Roaming Charges: Both ends burning

by JEFFREY ST. CLAIR

IMAGE/Kenneth J. Schubert

“I was born near Ypres in 1917 on the western front. The first thing I really remember about my father was him waking up screaming in the middle of the night, having one of his recurring nightmares about the war.”

– John Berger

+ The tributes to Madeleine Albright, who died this week at 84, are sickening to read. The lede for her obituary should read very simply: Chief architect of a sanction regime that killed 500,000 Iraqi children, whose deaths she said were “worth it.”

+ In our identity-obsessed political culture, Madeleine Albright finally proved that American woman (the Israelis and Brits had demonstrated this quality decades earlier) are fully capable of supervising mass death without flinching or showing the tiniest twinge of regret or remorse.

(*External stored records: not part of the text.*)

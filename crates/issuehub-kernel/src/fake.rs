//! Recording fakes of the upstream facade for protocol tests.

use async_trait::async_trait;
use serde_json::{Value, json};
use std::collections::VecDeque;
use std::sync::Mutex;

use crate::error::{IssueHubError, Result};
use crate::facade::{
    GraphClient, IssueRequest, Method, QueryPairs, RawRequest, RestClient, RestResponse,
    SubIssueRequest,
};
use crate::ids::{IssueNumber, RepoRef};

#[derive(Debug, Clone, PartialEq)]
pub(crate) struct RestCall {
    pub name: &'static str,
    pub path: String,
    pub query: QueryPairs,
    pub body: Option<Value>,
}

#[derive(Default)]
pub(crate) struct FakeRest {
    calls: Mutex<Vec<RestCall>>,
    responses: Mutex<VecDeque<Result<RestResponse>>>,
}

impl FakeRest {
    pub fn new() -> Self {
        Self::default()
    }

    pub fn respond(self, status: u16, body: &str) -> Self {
        self.responses
            .lock()
            .expect("responses lock")
            .push_back(Ok(RestResponse::new(status, body)));
        self
    }

    pub fn fail(self, err: IssueHubError) -> Self {
        self.responses
            .lock()
            .expect("responses lock")
            .push_back(Err(err));
        self
    }

    pub fn calls(&self) -> Vec<RestCall> {
        self.calls.lock().expect("calls lock").clone()
    }

    fn record(
        &self,
        name: &'static str,
        path: String,
        query: QueryPairs,
        body: Option<Value>,
    ) -> Result<RestResponse> {
        self.calls.lock().expect("calls lock").push(RestCall {
            name,
            path,
            query,
            body,
        });
        self.responses
            .lock()
            .expect("responses lock")
            .pop_front()
            .unwrap_or_else(|| panic!("unexpected upstream call: {name}"))
    }
}

fn issue_path(repo: &RepoRef, number: IssueNumber) -> String {
    format!("repos/{}/{}/issues/{}", repo.owner, repo.name, number.get())
}

fn to_json<T: serde::Serialize>(value: &T) -> Option<Value> {
    Some(serde_json::to_value(value).expect("fake payload should serialize"))
}

#[async_trait]
impl RestClient for FakeRest {
    async fn get_issue(&self, repo: &RepoRef, number: IssueNumber) -> Result<RestResponse> {
        self.record("get_issue", issue_path(repo, number), vec![], None)
    }

    async fn create_issue(&self, repo: &RepoRef, request: &IssueRequest) -> Result<RestResponse> {
        let path = format!("repos/{}/{}/issues", repo.owner, repo.name);
        self.record("create_issue", path, vec![], to_json(request))
    }

    async fn update_issue(
        &self,
        repo: &RepoRef,
        number: IssueNumber,
        request: &IssueRequest,
    ) -> Result<RestResponse> {
        self.record("update_issue", issue_path(repo, number), vec![], to_json(request))
    }

    async fn list_issues(&self, repo: &RepoRef, query: &QueryPairs) -> Result<RestResponse> {
        let path = format!("repos/{}/{}/issues", repo.owner, repo.name);
        self.record("list_issues", path, query.clone(), None)
    }

    async fn search_issues(&self, query: &QueryPairs) -> Result<RestResponse> {
        self.record("search_issues", "search/issues".into(), query.clone(), None)
    }

    async fn create_comment(
        &self,
        repo: &RepoRef,
        number: IssueNumber,
        body: &str,
    ) -> Result<RestResponse> {
        let path = format!("{}/comments", issue_path(repo, number));
        self.record("create_comment", path, vec![], Some(json!({ "body": body })))
    }

    async fn list_comments(
        &self,
        repo: &RepoRef,
        number: IssueNumber,
        query: &QueryPairs,
    ) -> Result<RestResponse> {
        let path = format!("{}/comments", issue_path(repo, number));
        self.record("list_comments", path, query.clone(), None)
    }

    async fn add_sub_issue(
        &self,
        repo: &RepoRef,
        parent: IssueNumber,
        request: &SubIssueRequest,
    ) -> Result<RestResponse> {
        let path = format!("{}/sub_issues", issue_path(repo, parent));
        self.record("add_sub_issue", path, vec![], to_json(request))
    }

    async fn list_sub_issues(
        &self,
        repo: &RepoRef,
        parent: IssueNumber,
        query: &QueryPairs,
    ) -> Result<RestResponse> {
        let path = format!("{}/sub_issues", issue_path(repo, parent));
        self.record("list_sub_issues", path, query.clone(), None)
    }

    async fn reprioritize_sub_issue(
        &self,
        repo: &RepoRef,
        parent: IssueNumber,
        request: &SubIssueRequest,
    ) -> Result<RestResponse> {
        let path = format!("{}/sub_issues/priority", issue_path(repo, parent));
        self.record("reprioritize_sub_issue", path, vec![], to_json(request))
    }

    async fn send_raw(&self, _operation: &str, request: RawRequest) -> Result<RestResponse> {
        let name = match request.method {
            Method::Get => "raw_get",
            Method::Post => "raw_post",
            Method::Patch => "raw_patch",
            Method::Delete => "raw_delete",
        };
        self.record(name, request.path, vec![], request.body)
    }
}

#[derive(Debug, Clone, PartialEq)]
pub(crate) struct GraphCall {
    pub operation: String,
    pub document: String,
    pub variables: Value,
}

#[derive(Default)]
pub(crate) struct FakeGraph {
    calls: Mutex<Vec<GraphCall>>,
    responses: Mutex<VecDeque<Result<Value>>>,
}

impl FakeGraph {
    pub fn new() -> Self {
        Self::default()
    }

    pub fn respond(self, data: Value) -> Self {
        self.responses
            .lock()
            .expect("responses lock")
            .push_back(Ok(data));
        self
    }

    pub fn fail(self, err: IssueHubError) -> Self {
        self.responses
            .lock()
            .expect("responses lock")
            .push_back(Err(err));
        self
    }

    pub fn calls(&self) -> Vec<GraphCall> {
        self.calls.lock().expect("calls lock").clone()
    }
}

#[async_trait]
impl GraphClient for FakeGraph {
    async fn execute(&self, operation: &str, document: &str, variables: Value) -> Result<Value> {
        self.calls.lock().expect("calls lock").push(GraphCall {
            operation: operation.to_string(),
            document: document.to_string(),
            variables,
        });
        self.responses
            .lock()
            .expect("responses lock")
            .pop_front()
            .unwrap_or_else(|| panic!("unexpected graph call: {operation}"))
    }
}
//! Suggested-actor discovery.
//!
//! The repository's pool of assignable actors is walked one cursor page at
//! a time. [`SuggestedActorPages`] owns the cursor; [`find_actor`] decides
//! when to stop.

use serde_json::{Value, json};
use tracing::{debug, warn};

use crate::error::{IssueHubError, Result};
use crate::facade::{GraphClient, op};
use crate::ids::{NodeId, RepoRef};

/// Login of the coding agent bot.
pub const CODING_AGENT_LOGIN: &str = "copilot-swe-agent";

/// Upstream page-size cap for the actor pool.
pub const ACTOR_PAGE_SIZE: u32 = 100;

pub const SUGGESTED_ACTORS_QUERY: &str = r#"query SuggestedActors($owner: String!, $name: String!, $endCursor: String) {
  repository(owner: $owner, name: $name) {
    suggestedActors(first: 100, after: $endCursor, capabilities: [CAN_BE_ASSIGNED]) {
      nodes {
        ... on Bot {
          id
          login
          __typename
        }
      }
      pageInfo {
        hasNextPage
        endCursor
      }
    }
  }
}"#;

#[derive(Debug, Clone, PartialEq, Eq)]
pub struct SuggestedActor {
    pub id: NodeId,
    pub login: String,
    pub typename: String,
}

#[derive(Debug, Clone, PartialEq, Eq)]
pub struct ActorPage {
    pub actors: Vec<SuggestedActor>,
    pub has_next_page: bool,
    pub end_cursor: Option<String>,
}

impl ActorPage {
    /// Decode the `data` member of one query response. Nodes that are not
    /// bots come back as empty objects and are skipped.
    pub fn from_data(data: &Value) -> Result<Self> {
        let pool = data
            .pointer("/repository/suggestedActors")
            .filter(|v| !v.is_null())
            .ok_or_else(|| {
                IssueHubError::decode(
                    op::LIST_SUGGESTED_ACTORS,
                    "response has no repository.suggestedActors",
                )
            })?;

        let actors = pool["nodes"]
            .as_array()
            .map(|nodes| nodes.iter().filter_map(decode_actor).collect())
            .unwrap_or_default();

        let info = &pool["pageInfo"];
        Ok(Self {
            actors,
            has_next_page: info["hasNextPage"].as_bool().unwrap_or(false),
            end_cursor: info["endCursor"].as_str().map(str::to_string),
        })
    }
}

fn decode_actor(node: &Value) -> Option<SuggestedActor> {
    let login = node["login"].as_str()?;
    let id = NodeId::new(node["id"].as_str()?).ok()?;
    Some(SuggestedActor {
        id,
        login: login.to_string(),
        typename: node["__typename"].as_str().unwrap_or_default().to_string(),
    })
}

#[derive(Debug, Clone, Copy, PartialEq, Eq)]
enum Cursor {
    Ready,
    Exhausted,
    Failed,
}

/// Lazy page sequence over a repository's assignable actors.
///
/// Ends after the page reporting no next page. Fused after an error: a
/// failed fetch yields `Some(Err(_))` once, then `None`. [`restart`] goes
/// back to the first page.
///
/// [`restart`]: SuggestedActorPages::restart
pub struct SuggestedActorPages<'a> {
    graph: &'a dyn GraphClient,
    repo: RepoRef,
    end_cursor: Option<String>,
    state: Cursor,
    pages_fetched: usize,
}

impl<'a> SuggestedActorPages<'a> {
    pub fn new(graph: &'a dyn GraphClient, repo: RepoRef) -> Self {
        Self {
            graph,
            repo,
            end_cursor: None,
            state: Cursor::Ready,
            pages_fetched: 0,
        }
    }

    pub fn pages_fetched(&self) -> usize {
        self.pages_fetched
    }

    pub fn restart(&mut self) {
        self.end_cursor = None;
        self.state = Cursor::Ready;
        self.pages_fetched = 0;
    }

    pub async fn next_page(&mut self) -> Option<Result<ActorPage>> {
        if self.state != Cursor::Ready {
            return None;
        }
        let variables = json!({
            "owner": self.repo.owner,
            "name": self.repo.name,
            "endCursor": self.end_cursor,
        });
        let fetched = self
            .graph
            .execute(op::LIST_SUGGESTED_ACTORS, SUGGESTED_ACTORS_QUERY, variables)
            .await
            .and_then(|data| ActorPage::from_data(&data));
        self.pages_fetched += 1;

        let page = match fetched {
            Ok(page) => page,
            Err(err) => {
                self.state = Cursor::Failed;
                return Some(Err(err));
            }
        };
        debug!(
            repo = %self.repo,
            page = self.pages_fetched,
            actors = page.actors.len(),
            has_next_page = page.has_next_page,
            "fetched suggested actors"
        );

        match (page.has_next_page, page.end_cursor.clone()) {
            (true, Some(cursor)) => self.end_cursor = Some(cursor),
            (true, None) => {
                warn!(repo = %self.repo, "next page advertised without a cursor");
                self.state = Cursor::Exhausted;
            }
            (false, _) => self.state = Cursor::Exhausted,
        }
        Some(Ok(page))
    }
}

/// First actor whose login equals `login` exactly. Stops fetching at the
/// page holding the match; `None` only once the sequence is exhausted.
pub async fn find_actor(
    pages: &mut SuggestedActorPages<'_>,
    login: &str,
) -> Result<Option<SuggestedActor>> {
    while let Some(page) = pages.next_page().await {
        if let Some(actor) = page?.actors.into_iter().find(|a| a.login == login) {
            return Ok(Some(actor));
        }
    }
    Ok(None)
}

+ It is the ultimate moral crime to target for misery, pain and death those least responsible for the offenses of their tyrannical rulers. Yet this is the very policy Madeleine Albright made Standard Operating Procedure for US diplomacy.

+ The “soft power” of economic sanctions don’t prevent war. After Ms. Albright’s sanctions on Iraq killed 1 million civilians, half of them children, the US still invaded Iraq, toppled their government, occupied their country for the next 17 years and continues to bomb it at will.

+ Albright may be dead. But her policy of “hands-off” killing through sanctions continues to function as the most lethal weapon in the US arsenal. Look no further than Afghanistan where upwards of 175 newborns are dying every day as a consequence of crippling sanctions. The moral stench of her policies is made more ghoulish by the fact that Albright justified the deaths of children, women, the old, the infirm and the destitute on humanitarian grounds. Few people in history have overseen the deaths of so many civilians they claimed they were acting to protect.

+ Although the first line in Albright’s obituary should be her shocking lack of conscience about consigning 500,000 Iraqi kids to death, her lifelong obsession was not the Middle East but Russia. She never stopped pushing for NATO expansion right to Russia’s borders, sparking an antagonism that has only intensified ever since.

+ Given the black hole opening in Ukraine, threatening to suck all the major European powers into it, it’s instructive to recall that it was Bill Clinton, NATO Supremo Wesley Clark and Madeleine Albright’s failure to negotiate in good faith with Miloševi? that led to the Kosovo War–a war all of the above desperately wanted and got–heedless of the still convulsing consequences.

+ Jason Motz: “She’ll be greatly missed…at The Hague.”

+ And by the press…

+ And still Kissinger lives. Would someone check the vintage of the serum vials in Henry’s fridge…A, B or O-Neg?

+ Apparently, even the deepest precincts of Hell have rejected Kissinger.

+ If there weren’t neo-Nazis in Mariupol before, there will be now. If a century of aerial bombardments has taught us anything, it’s that bombing radicalizes the bombed. They may go far left or far right, but they’re not going to forget or forgive and they’ll re-emerge wanting payback.

+ In the first three days of the Iraq War, the US launched 1,700 air sorties and 504 cruise missiles…

+ Many people are wondering why Russia hasn’t conducted saturation bombing of major Ukrainian cities, as the US did in Iraq and Russia did in Syria. But unlike in Syria, where Russia hoped to get reconstruction contracts for what the buildings, streets and infrastructure their bombs and missiles leveled, the point of the invasion of Ukraine is to occupy it. If they succeed, Moscow would be on the hook for rebuilding what they’ve pulverized.

+ When one capitalist country invades another blame…Karl Marx?

+ The Russian invasion of Ukraine has already created a flood of nearly 10 million refugees, 20 percent of the entire Ukrainian population. Sanho Tree: “What makes the crisis in Ukraine so extraordinary is the speed & scale of the catastrophe. More than 3 million have fled the country and nearly 6.5 million are IDPs (internally displaced persons). In comparison, it took Colombia FIVE DECADES of civil war to reach 7 million IDPs.”

+ At least seven wildfires are now burning in the Chernobyl radioactive exclusion zone, near the site of the world’s worst nuclear calamity. The fires, which have been documented by satellite photos, are currently exceed by ten-times the level of Ukraine’s emergency classification standard. Meanwhile, the radiation-monitoring system in the Chernobyl zone has been disabled.